The documentary covers Japan’s surrender to the allied forces on Sept. 2, 1945 and its surrender to the Republic of China at a separate ceremony in Nanjing on Sept. 9, Academia Historica said Sunday. It also includes a ceremony in Taipei on Oct. 25 in which Japan returned Taiwan to the Republic of China government following the end of the war, commonly known in Chinese as the eightyear (1937-1945) war of resistance against Japan.
The film documents the back- ground, planning, execution and significance of the three ceremonies and includes interviews with scholars, as well as people who witnessed the ceremonies, according to Academia Historica.
The documentary will be screened at Academia Historica in Taipei on Aug. 15.
Academia Historica Director Lu Fang-shang said in an interview with CNA that the Communist government had completely denied the wartime efforts of the Nationalist government, even if figures show that of the 22 major decisive battles during the war, the Chinese Communists participated in few of them.
Only one high-ranking military official from Communist forces died fighting the Japanese, but 268 senior officials from the Nationalist side died in the war, meaning that the Nationalists were the main forces fighting the Japanese, he said.
Scholars in China, however, now have a more comprehensive understanding of the Nationalist government’s contribution to the war with Taiwan’s release of more wartime documents in recent years, Lu said.
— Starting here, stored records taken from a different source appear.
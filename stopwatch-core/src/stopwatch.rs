use log::{debug, error, info};

use crate::analyzer::AnnotatedLap;
use crate::clock::{Clock, Ticker};
use crate::controls::{Action, Controls};
use crate::error::TransitionError;
use crate::session::{SessionState, TimerSession};

pub const DEFAULT_TICK_INTERVAL_MS: u64 = 100;

/// A `TimerSession` bound to a clock and a tick source.
///
/// The ticker runs exactly while the session is running. It is released once
/// on stop, reset or drop, and never twice.
pub struct Stopwatch<C: Clock, T: Ticker> {
    session: TimerSession,
    clock: C,
    ticker: T,
    tick_interval_ms: u64,
    ticking: bool,
}

impl<C: Clock, T: Ticker> Stopwatch<C, T> {
    pub fn new(clock: C, ticker: T) -> Self {
        Self::with_session(TimerSession::new(), clock, ticker)
    }

    pub fn with_session(session: TimerSession, clock: C, ticker: T) -> Self {
        Self {
            session,
            clock,
            ticker,
            tick_interval_ms: DEFAULT_TICK_INTERVAL_MS,
            ticking: false,
        }
    }

    pub fn with_tick_interval(mut self, interval_ms: u64) -> Self {
        self.tick_interval_ms = interval_ms.max(1);
        self
    }

    pub fn start(&mut self) -> Result<(), TransitionError> {
        let now = self.clock.now_ms();
        self.session.start(now).map_err(log_failure)?;
        self.start_ticker();
        info!("stopwatch started");
        Ok(())
    }

    pub fn lap(&mut self) -> Result<u64, TransitionError> {
        let now = self.clock.now_ms();
        let lap_ms = self.session.lap(now).map_err(log_failure)?;
        info!("lap {} closed: {} ms", self.session.closed_laps().len(), lap_ms);
        Ok(lap_ms)
    }

    pub fn stop(&mut self) -> Result<u64, TransitionError> {
        let now = self.clock.now_ms();
        let segment_ms = self.session.stop(now).map_err(log_failure)?;
        self.stop_ticker();
        info!("stopwatch stopped at {} ms", self.session.total_elapsed_ms());
        Ok(segment_ms)
    }

    pub fn resume(&mut self) -> Result<(), TransitionError> {
        let now = self.clock.now_ms();
        self.session.resume(now).map_err(log_failure)?;
        self.start_ticker();
        info!("stopwatch resumed");
        Ok(())
    }

    pub fn reset(&mut self) -> Result<(), TransitionError> {
        self.session.reset().map_err(log_failure)?;
        self.stop_ticker();
        info!("stopwatch reset");
        Ok(())
    }

    /// Run the transition a button stands for.
    pub fn press(&mut self, action: Action) -> Result<(), TransitionError> {
        match action {
            Action::Start => self.start(),
            Action::Lap => self.lap().map(|_| ()),
            Action::Stop => self.stop().map(|_| ()),
            Action::Resume => self.resume(),
            Action::Reset => self.reset(),
        }
    }

    /// Tick callback. A late tick after stop is dropped.
    pub fn on_tick(&mut self) {
        if self.session.state() != SessionState::Running {
            debug!("tick ignored while {:?}", self.session.state());
            return;
        }
        let now = self.clock.now_ms();
        self.session.tick(now);
    }

    pub fn state(&self) -> SessionState {
        self.session.state()
    }

    pub fn session(&self) -> &TimerSession {
        &self.session
    }

    pub fn total_elapsed_ms(&self) -> u64 {
        self.session.total_elapsed_ms()
    }

    pub fn annotated_laps(&self) -> Vec<AnnotatedLap> {
        self.session.annotated_laps()
    }

    pub fn controls(&self) -> Controls {
        Controls::for_state(self.session.state())
    }

    pub fn is_ticking(&self) -> bool {
        self.ticking
    }

    fn start_ticker(&mut self) {
        if !self.ticking {
            self.ticking = true;
            self.ticker.start(self.tick_interval_ms);
        }
    }

    fn stop_ticker(&mut self) {
        if self.ticking {
            self.ticking = false;
            self.ticker.stop();
        }
    }
}

impl<C: Clock, T: Ticker> Drop for Stopwatch<C, T> {
    fn drop(&mut self) {
        self.stop_ticker();
    }
}

fn log_failure(err: TransitionError) -> TransitionError {
    error!("rejected transition: {}", err);
    err
}
/// One row of the lap list as it should be displayed.
#[derive(Clone, Copy, PartialEq, Eq, Debug)]
pub struct AnnotatedLap {
    /// 1 for the oldest lap.
    pub number: usize,
    pub duration_ms: u64,
    pub is_fastest: bool,
    pub is_slowest: bool,
}

/// Annotate laps given newest first, where `laps[0]` is the open lap.
///
/// The open lap gets `live_open_lap_extra_ms` added and is never flagged.
/// Closed laps are flagged fastest/slowest only when there are at least two
/// of them; every lap tied with the minimum or maximum is flagged.
pub fn analyze(laps: &[u64], live_open_lap_extra_ms: u64) -> Vec<AnnotatedLap> {
    let bounds = closed_lap_bounds(laps.get(1..).unwrap_or(&[]));
    let count = laps.len();

    laps.iter()
        .enumerate()
        .map(|(index, &duration_ms)| {
            let number = count - index;
            if index == 0 {
                return AnnotatedLap {
                    number,
                    duration_ms: duration_ms + live_open_lap_extra_ms,
                    is_fastest: false,
                    is_slowest: false,
                };
            }
            let (is_fastest, is_slowest) = bounds
                .map(|(min, max)| (duration_ms == min, duration_ms == max))
                .unwrap_or((false, false));
            AnnotatedLap {
                number,
                duration_ms,
                is_fastest,
                is_slowest,
            }
        })
        .collect()
}

fn closed_lap_bounds(closed: &[u64]) -> Option<(u64, u64)> {
    if closed.len() < 2 {
        return None;
    }
    closed.iter().fold(None, |bounds, &lap| match bounds {
        None => Some((lap, lap)),
        Some((min, max)) => Some((min.min(lap), max.max(lap))),
    })
}

#[cfg(test)]
mod tests {
    use super::*;

    fn flags(laps: &[AnnotatedLap]) -> Vec<(bool, bool)> {
        laps.iter().map(|lap| (lap.is_fastest, lap.is_slowest)).collect()
    }

    #[test]
    fn test_ties_are_all_flagged() {
        let laps = analyze(&[0, 1000, 500, 500, 2000], 0);
        assert_eq!(
            flags(&laps),
            vec![
                (false, false),
                (false, false), // 1000
                (true, false),  // 500
                (true, false),  // 500
                (false, true),  // 2000
            ]
        );
    }

    #[test]
    fn test_numbering_newest_first() {
        let laps = analyze(&[0, 300, 200, 100], 0);
        let numbers: Vec<usize> = laps.iter().map(|lap| lap.number).collect();
        assert_eq!(numbers, vec![4, 3, 2, 1]);
        let durations: Vec<u64> = laps.iter().map(|lap| lap.duration_ms).collect();
        assert_eq!(durations, vec![0, 300, 200, 100]);
    }

    #[test]
    fn test_fewer_than_two_closed_laps_are_not_flagged() {
        assert!(analyze(&[], 0).is_empty());

        let laps = analyze(&[0], 250);
        assert_eq!(laps[0].duration_ms, 250);
        assert_eq!(flags(&laps), vec![(false, false)]);

        let laps = analyze(&[0, 1000], 5000);
        assert_eq!(flags(&laps), vec![(false, false), (false, false)]);
    }

    #[test]
    fn test_open_lap_never_flagged() {
        // Open lap shorter than every closed lap
        let laps = analyze(&[0, 800, 900], 10);
        assert_eq!(laps[0].duration_ms, 10);
        assert!(!laps[0].is_fastest);
        // A stopped lap equal to the slowest closed lap is still not flagged
        let laps = analyze(&[900, 800, 900], 0);
        assert_eq!(flags(&laps), vec![(false, false), (true, false), (false, true)]);
    }

    #[test]
    fn test_all_equal_closed_laps() {
        let laps = analyze(&[0, 700, 700], 0);
        assert_eq!(flags(&laps), vec![(false, false), (true, true), (true, true)]);
    }
}
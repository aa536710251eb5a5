use clap::Parser;
use log::LevelFilter;
use stopwatch_core::DEFAULT_TICK_INTERVAL_MS;

#[derive(Parser, Debug, Clone)]
#[command(
    version,
    about = "Terminal stopwatch with lap splits. Enter starts/stops, l laps, r resets, q quits."
)]
pub struct Config {
    #[arg(
        long = "tick-ms",
        default_value_t = DEFAULT_TICK_INTERVAL_MS,
        value_parser = clap::value_parser!(u64).range(1..),
        help = "Display refresh interval while running, in milliseconds"
    )]
    pub tick_ms: u64,

    #[arg(long = "max-laps", help = "Refuse to record more than this many laps")]
    pub max_laps: Option<usize>,

    #[arg(
        long = "log-level",
        default_value = "warn",
        help = "Log level written to stderr. RUST_LOG overrides it."
    )]
    pub log_level: LevelFilter,

    #[arg(long = "no-clear", help = "Append each redraw instead of clearing the terminal")]
    pub no_clear: bool,
}
/// Arena bounds, spawn pool and room seeding.
///
/// Keep this separate from runtime/server configuration (tick rates, buffer sizes, etc.).

/// Fixed spawn pool; joins and respawns pick uniformly from it.
pub const SPAWN_POINTS: [(f32, f32); 10] = [
    (100.0, 100.0),
    (900.0, 100.0),
    (100.0, 900.0),
    (900.0, 900.0),
    (500.0, 500.0),
    (500.0, 100.0),
    (500.0, 900.0),
    (100.0, 500.0),
    (900.0, 500.0),
    (300.0, 700.0),
];

/// Display names handed to bots by ordinal.
pub const BOT_NAMES: [&str; 5] = [
    "Dusty Pete",
    "Rattlesnake Jim",
    "Sheriff Bot",
    "Tumbleweed",
    "Calamity Kate",
];

#[derive(Debug, Clone, Copy)]
pub struct ArenaTuning {
    /// Arena width in world units; x is clamped to `0.0..=width`.
    pub width: f32,

    /// Arena height in world units; y is clamped to `0.0..=height`.
    pub height: f32,

    /// Bots seeded into a room when it is created.
    pub bot_count: usize,

    /// Maximum chat log entries kept per room.
    pub chat_log_capacity: usize,
}

impl Default for ArenaTuning {
    fn default() -> Self {
        Self {
            width: 1000.0,
            height: 1000.0,
            bot_count: 5,
            chat_log_capacity: 50,
        }
    }
}

impl ArenaTuning {
    pub fn clamp(&self, x: f32, y: f32) -> (f32, f32) {
        (x.clamp(0.0, self.width), y.clamp(0.0, self.height))
    }
}
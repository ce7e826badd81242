use sqlx::{PgPool, postgres::PgPoolOptions};

// Build a small PostgreSQL pool for account storage.
pub async fn connect_pool(database_url: &str) -> Result<PgPool, sqlx::Error> {
    PgPoolOptions::new()
        .max_connections(5)
        .connect(database_url)
        .await
}

pub async fn run_migrations(pool: &PgPool) -> Result<(), sqlx::migrate::MigrateError> {
    static MIGRATOR: sqlx::migrate::Migrator = sqlx::migrate!("./migrations");
    MIGRATOR.run(pool).await
}
use std::{
    sync::{
        OnceLock,
        atomic::{AtomicU64, Ordering},
    },
    time::{SystemTime, UNIX_EPOCH},
};

/// Guest account ids carry this bit so they never collide with stored account ids.
pub const GUEST_ACCOUNT_BIT: u64 = 1 << 62;

fn now_nanos() -> u64 {
    SystemTime::now()
        .duration_since(UNIX_EPOCH)
        .unwrap_or_default()
        .as_nanos() as u64
}

// Process-wide counter seeded from the clock so ids differ across restarts.
fn next_id() -> u64 {
    static COUNTER: OnceLock<AtomicU64> = OnceLock::new();
    let counter = COUNTER.get_or_init(|| AtomicU64::new(now_nanos() & (GUEST_ACCOUNT_BIT - 1)));
    counter.fetch_add(1, Ordering::Relaxed)
}

/// Process-unique id for a WebSocket connection.
pub fn connection_id() -> u64 {
    next_id()
}

/// Process-unique account id for a guest; fits in a signed 64-bit column.
pub fn guest_account_id() -> u64 {
    GUEST_ACCOUNT_BIT | (next_id() & (GUEST_ACCOUNT_BIT - 1))
}

#[cfg(test)]
mod tests {
    use super::*;

    #[test]
    fn connection_ids_are_unique() {
        let a = connection_id();
        let b = connection_id();
        assert_ne!(a, b);
    }

    #[test]
    fn guest_ids_are_tagged_and_fit_i64() {
        let id = guest_account_id();
        assert_ne!(id & GUEST_ACCOUNT_BIT, 0);
        assert!(i64::try_from(id).is_ok());
    }
}
use crate::domain::ports::{IdentityError, IdentityProvider};
use crate::domain::state::Identity;
use async_trait::async_trait;
use reqwest::StatusCode;
use serde::{Deserialize, Serialize};
use std::time::Duration;

// Auth verification response consumed by the game server join path.
#[derive(Debug, Clone, Deserialize)]
pub struct VerifiedIdentity {
    pub user_id: u64,
    pub display_name: String,
    pub session_id: String,
    pub expires_at: u64,
    #[serde(default)]
    pub is_guest: bool,
    #[serde(default)]
    pub is_admin: bool,
    #[serde(default)]
    pub is_moderator: bool,
}

impl From<VerifiedIdentity> for Identity {
    fn from(v: VerifiedIdentity) -> Self {
        Self {
            account_id: v.user_id,
            username: v.display_name,
            is_guest: v.is_guest,
            is_admin: v.is_admin,
            is_moderator: v.is_moderator,
        }
    }
}

#[derive(Debug, Serialize)]
struct VerifyTokenRequest<'a> {
    token: &'a str,
}

#[derive(Debug, Deserialize)]
struct ErrorResponse {
    message: String,
}

// Thin reqwest client for auth token verification.
#[derive(Clone)]
pub struct AuthClient {
    http: reqwest::Client,
    base_url: String,
}

impl AuthClient {
    pub fn new(base_url: impl Into<String>, timeout: Duration) -> Result<Self, reqwest::Error> {
        let http = reqwest::Client::builder().timeout(timeout).build()?;
        Ok(Self {
            http,
            base_url: base_url.into(),
        })
    }

    pub async fn verify_token(&self, token: &str) -> Result<VerifiedIdentity, IdentityError> {
        let url = format!("{}/auth/verify-token", self.base_url.trim_end_matches('/'));
        let response = self
            .http
            .post(url)
            .json(&VerifyTokenRequest { token })
            .send()
            .await
            .map_err(|_| IdentityError::UpstreamUnavailable)?;

        if response.status().is_success() {
            return response
                .json::<VerifiedIdentity>()
                .await
                .map_err(|_| IdentityError::UpstreamUnavailable);
        }

        if response.status() == StatusCode::UNAUTHORIZED {
            let error = response
                .json::<ErrorResponse>()
                .await
                .map_err(|_| IdentityError::UpstreamUnavailable)?;

            // TODO: switch to stable machine-readable error codes from auth.
            if error.message == "session expired" {
                return Err(IdentityError::SessionExpired);
            }
            return Err(IdentityError::InvalidToken);
        }

        Err(IdentityError::UpstreamUnavailable)
    }
}

#[async_trait]
impl IdentityProvider for AuthClient {
    async fn resolve_session(&self, token: &str) -> Result<Identity, IdentityError> {
        self.verify_token(token).await.map(Identity::from)
    }
}
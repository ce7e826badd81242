// Shared HTTP response types and plain HTTP routes.

use crate::interface_adapters::state::AppState;
use axum::{Json, extract::State};
use std::collections::BTreeMap;
use std::sync::Arc;

#[derive(Debug, serde::Serialize)]
pub struct ErrorResponse {
    // Human-readable error string for consistent JSON error responses.
    pub error: String,
}

#[derive(Debug, serde::Serialize)]
pub struct HealthResponse {
    pub status: &'static str,
    // Live rooms and their lifecycle phase.
    pub rooms: BTreeMap<String, &'static str>,
}

pub async fn health_handler(State(state): State<Arc<AppState>>) -> Json<HealthResponse> {
    let rooms = state
        .room_registry
        .phases()
        .await
        .into_iter()
        .map(|(name, phase)| (name, phase.as_str()))
        .collect();
    Json(HealthResponse {
        status: "ok",
        rooms,
    })
}
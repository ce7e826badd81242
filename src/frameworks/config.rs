use std::{env, time::Duration};

// Runtime/server settings (not gameplay tuning).

pub fn http_port() -> u16 {
    env::var("GAME_SERVER_PORT")
        .ok()
        .and_then(|v| v.parse().ok())
        .unwrap_or(3001)
}

pub fn auth_service_url() -> String {
    env::var("AUTH_SERVICE_URL").unwrap_or_else(|_| "http://127.0.0.1:3002".to_string())
}

pub fn auth_verify_timeout() -> Duration {
    let millis = env::var("AUTH_VERIFY_TIMEOUT_MS")
        .ok()
        .and_then(|value| value.parse::<u64>().ok())
        .unwrap_or(1500);
    Duration::from_millis(millis)
}

/// PostgreSQL URL for account storage; accounts stay in memory when unset.
pub fn database_url() -> Option<String> {
    env::var("DATABASE_URL")
        .ok()
        .map(|v| v.trim().to_string())
        .filter(|v| !v.is_empty())
}

pub fn default_room() -> String {
    env::var("DEFAULT_ROOM")
        .ok()
        .map(|v| v.trim().to_string())
        .filter(|v| !v.is_empty())
        .unwrap_or_else(|| "main".to_string())
}

pub const INPUT_CHANNEL_CAPACITY: usize = 1024;
pub const UPDATE_BROADCAST_CAPACITY: usize = 128;

// Bot pass cadence for active rooms.
pub const BOT_TICK_INTERVAL: Duration = Duration::from_millis(100);
use super::moderation;
use super::types::{CommandRequest, GameEvent, RoomUpdate};
use crate::domain::events::{CommandResult, Notice, Outbox};
use crate::domain::ports::StatsRepository;
use crate::domain::room::{ChatOutcome, Room, RoomPhase};
use crate::domain::state::{AccountFlag, EntityId, HumanState, Privilege};
use crate::domain::systems::combat;
use crate::domain::tuning::weapon;
use std::collections::HashMap;
use std::sync::Arc;
use std::time::{Duration, Instant, SystemTime, UNIX_EPOCH};
use tokio::sync::mpsc::error::TrySendError;
use tokio::sync::{broadcast, mpsc, watch, Notify};
use tokio::time::MissedTickBehavior;
use tracing::{debug, info, warn};

/// Authoritative loop for one room.
///
/// Every inbound event is applied immediately and followed by a fresh snapshot broadcast.
/// While at least one human is present a bot pass also runs on `tick_interval`.
pub async fn room_task(
    room: Room,
    mut input_rx: mpsc::Receiver<GameEvent>,
    update_tx: broadcast::Sender<RoomUpdate>,
    phase_tx: watch::Sender<RoomPhase>,
    stats: Arc<dyn StatsRepository>,
    tick_interval: Duration,
    shutdown: Arc<Notify>,
) {
    let mut actor = RoomActor {
        room,
        members: HashMap::new(),
        update_tx,
        phase_tx,
        stats,
    };
    actor.publish_phase();

    let mut interval = tokio::time::interval(tick_interval);
    interval.set_missed_tick_behavior(MissedTickBehavior::Delay);

    loop {
        let active = actor.room.phase() == RoomPhase::Active;
        tokio::select! {
            _ = shutdown.notified() => {
                info!(room = actor.room.name(), "room shutting down");
                break;
            }
            maybe_event = input_rx.recv() => {
                let Some(event) = maybe_event else {
                    break;
                };
                let was_active = active;
                actor.handle(event);
                if !was_active && actor.room.phase() == RoomPhase::Active {
                    // Start the bot clock fresh instead of firing stale ticks.
                    interval.reset();
                }
            }
            deadline = interval.tick(), if active => {
                if actor.room.update_bots(deadline.into_std()) {
                    actor.broadcast_snapshot();
                }
            }
        }
    }
}

struct RoomActor {
    room: Room,
    /// Per-connection notice channels, keyed by entity id.
    members: HashMap<EntityId, mpsc::Sender<Notice>>,
    update_tx: broadcast::Sender<RoomUpdate>,
    phase_tx: watch::Sender<RoomPhase>,
    stats: Arc<dyn StatsRepository>,
}

impl RoomActor {
    fn handle(&mut self, event: GameEvent) {
        let now = Instant::now();
        match event {
            GameEvent::Join {
                player_id,
                identity,
                flags,
                notices,
            } => {
                let human = HumanState::new(&identity, &flags);
                let privilege = human.privilege;
                let Some(spawn) = self.room.join(player_id.clone(), identity.username.clone(), human)
                else {
                    warn!(player_id, "duplicate join ignored");
                    return;
                };
                info!(
                    room = self.room.name(),
                    player_id,
                    username = %identity.username,
                    privilege = privilege.as_str(),
                    x = spawn.x,
                    y = spawn.y,
                    "player joined"
                );
                self.members.insert(player_id.clone(), notices);
                self.notify(
                    &player_id,
                    Notice::System {
                        text: moderation::help_text(privilege),
                    },
                );
                self.publish_phase();
                self.broadcast_snapshot();
            }
            GameEvent::Leave { player_id } => {
                self.members.remove(&player_id);
                let Some(entity) = self.room.leave(&player_id) else {
                    return;
                };
                info!(room = self.room.name(), player_id, "player left");
                if let Some(human) = entity.human().filter(|h| !h.is_guest) {
                    self.record_game_end(human.account_id, entity.score, entity.kills);
                }
                self.publish_phase();
                self.broadcast_snapshot();
            }
            GameEvent::Move { player_id, pose } => {
                match self.room.apply_movement(&player_id, &pose, now) {
                    Ok(()) => self.broadcast_snapshot(),
                    Err(err) => debug!(player_id, ?err, "movement rejected"),
                }
            }
            GameEvent::Shoot { player_id, bullet } => {
                match self.room.add_bullet(&player_id, bullet, now) {
                    Ok(()) => self.broadcast_snapshot(),
                    Err(err) => debug!(player_id, ?err, "shot rejected"),
                }
            }
            GameEvent::Melee { player_id, swing } => {
                let mut outbox = Outbox::new();
                let hit = combat::melee_strike(&mut self.room, &player_id, swing, &mut outbox);
                debug!(player_id, hits = hit.len(), "melee resolved");
                self.deliver(outbox);
                self.broadcast_snapshot();
            }
            GameEvent::Hit {
                player_id,
                target_id,
                shooter_id,
                damage,
            } => {
                let mut outbox = Outbox::new();
                let outcome =
                    combat::ranged_hit(&mut self.room, &target_id, &shooter_id, damage, &mut outbox);
                debug!(player_id, target_id, shooter_id, ?outcome, "hit resolved");
                self.deliver(outbox);
                self.broadcast_snapshot();
            }
            GameEvent::Died { player_id } => {
                let mut outbox = Outbox::new();
                if combat::reported_death(&mut self.room, &player_id, &mut outbox) {
                    self.deliver(outbox);
                    self.broadcast_snapshot();
                } else {
                    debug!(player_id, "death report ignored, player still alive");
                }
            }
            GameEvent::Chat {
                player_id,
                text,
                issuer,
            } => {
                // Slash text never reaches the chat log, even when it does not parse.
                if text.trim_start().starts_with('/') {
                    match moderation::parse_command(&text) {
                        Some(request) => self.run_command(&player_id, issuer, &request),
                        None => self.notify(
                            &player_id,
                            Notice::CommandResult(CommandResult::err("Unknown command")),
                        ),
                    }
                    return;
                }
                match self.room.chat(&player_id, &text, epoch_millis()) {
                    ChatOutcome::Appended => {
                        let _ = self.update_tx.send(RoomUpdate::Chat(self.room.chat_log()));
                        self.broadcast_snapshot();
                    }
                    ChatOutcome::Muted => debug!(player_id, "muted chat dropped"),
                    ChatOutcome::Blank | ChatOutcome::UnknownSender => {}
                }
            }
            GameEvent::Command {
                player_id,
                request,
                issuer,
            } => self.run_command(&player_id, issuer, &request),
            GameEvent::PlayerInfo { player_id, issuer } => {
                let notice = if issuer.is_admin() {
                    Notice::PlayerInfo(self.room.roster())
                } else {
                    Notice::CommandResult(CommandResult::err("Insufficient permissions"))
                };
                self.notify(&player_id, notice);
            }
        }
    }

    fn run_command(&mut self, issuer_id: &str, issuer: Privilege, request: &CommandRequest) {
        let mut outbox = Outbox::new();
        let dispatch = moderation::dispatch(
            &mut self.room,
            issuer_id,
            issuer,
            request,
            epoch_millis() / 1000,
            &mut outbox,
        );
        info!(
            room = self.room.name(),
            issuer_id,
            command = %request.name,
            target = request.target.as_deref().unwrap_or(""),
            success = dispatch.result.success,
            "command dispatched"
        );

        let success = dispatch.result.success;
        self.notify(issuer_id, Notice::CommandResult(dispatch.result));

        // Kick and ban close the target's socket, so they wait for the account write; a
        // banned player reconnecting right away must already be refused.
        let (closing, immediate): (Vec<_>, Vec<_>) =
            outbox.drain().partition(|(_, notice)| notice.ends_session());
        for (to, notice) in immediate {
            self.notify(&to, notice);
        }
        self.persist_then_notify(dispatch.flag_writes, closing);
        if success {
            self.broadcast_snapshot();
        }
    }

    fn deliver(&self, mut outbox: Outbox) {
        for (to, notice) in outbox.drain() {
            self.notify(&to, notice);
        }
    }

    /// Best-effort send to a single member; bots and departed players are skipped.
    fn notify(&self, to: &str, notice: Notice) {
        let Some(tx) = self.members.get(to) else {
            return;
        };
        match tx.try_send(notice) {
            Ok(()) => {}
            Err(TrySendError::Full(_)) => warn!(player_id = to, "notice queue full, dropping"),
            Err(TrySendError::Closed(_)) => debug!(player_id = to, "notice receiver gone"),
        }
    }

    fn broadcast_snapshot(&mut self) {
        let snapshot = self.room.snapshot(Instant::now());
        // No subscribers just means nobody is connected yet.
        let _ = self.update_tx.send(RoomUpdate::Snapshot(snapshot));
    }

    fn publish_phase(&self) {
        self.phase_tx.send_if_modified(|phase| {
            let next = self.room.phase();
            let changed = *phase != next;
            *phase = next;
            changed
        });
    }

    fn persist_then_notify(&self, writes: Vec<(u64, AccountFlag)>, notices: Vec<(EntityId, Notice)>) {
        if writes.is_empty() && notices.is_empty() {
            return;
        }
        let pending: Vec<(mpsc::Sender<Notice>, EntityId, Notice)> = notices
            .into_iter()
            .filter_map(|(to, notice)| self.members.get(&to).map(|tx| (tx.clone(), to, notice)))
            .collect();
        let stats = Arc::clone(&self.stats);
        tokio::spawn(async move {
            for (account_id, flag) in writes {
                if let Err(err) = stats.set_flag(account_id, flag.clone()).await {
                    warn!(account_id, ?flag, error = %err, "failed to persist account flag");
                }
            }
            for (tx, to, notice) in pending {
                if tx.send(notice).await.is_err() {
                    debug!(player_id = %to, "notice receiver gone");
                }
            }
        });
    }

    fn record_game_end(&self, account_id: u64, score: u32, kills: u32) {
        let stats = Arc::clone(&self.stats);
        tokio::spawn(async move {
            if let Err(err) = stats.record_game_end(account_id, score, kills).await {
                warn!(account_id, error = %err, "failed to record game end");
            }
        });
    }
}

/// Weapon damage applied when a shot carries no explicit damage.
pub fn default_shot_damage(weapon_name: &str) -> i32 {
    weapon::lookup(weapon_name)
        .unwrap_or(weapon::PISTOL)
        .damage
}

pub fn epoch_millis() -> u64 {
    SystemTime::now()
        .duration_since(UNIX_EPOCH)
        .map(|d| d.as_millis() as u64)
        .unwrap_or(0)
}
For example, in the past the Communist government has stigmatized the Sino- American Special Technical Cooperative Organization — an organization created during the war to share intelligence between China and the United States, he said. But two years ago Academia Historica assisted in disclosing some of the data about the organization, and that helped the Chinese public gain a more balanced view of the organization, Lu said.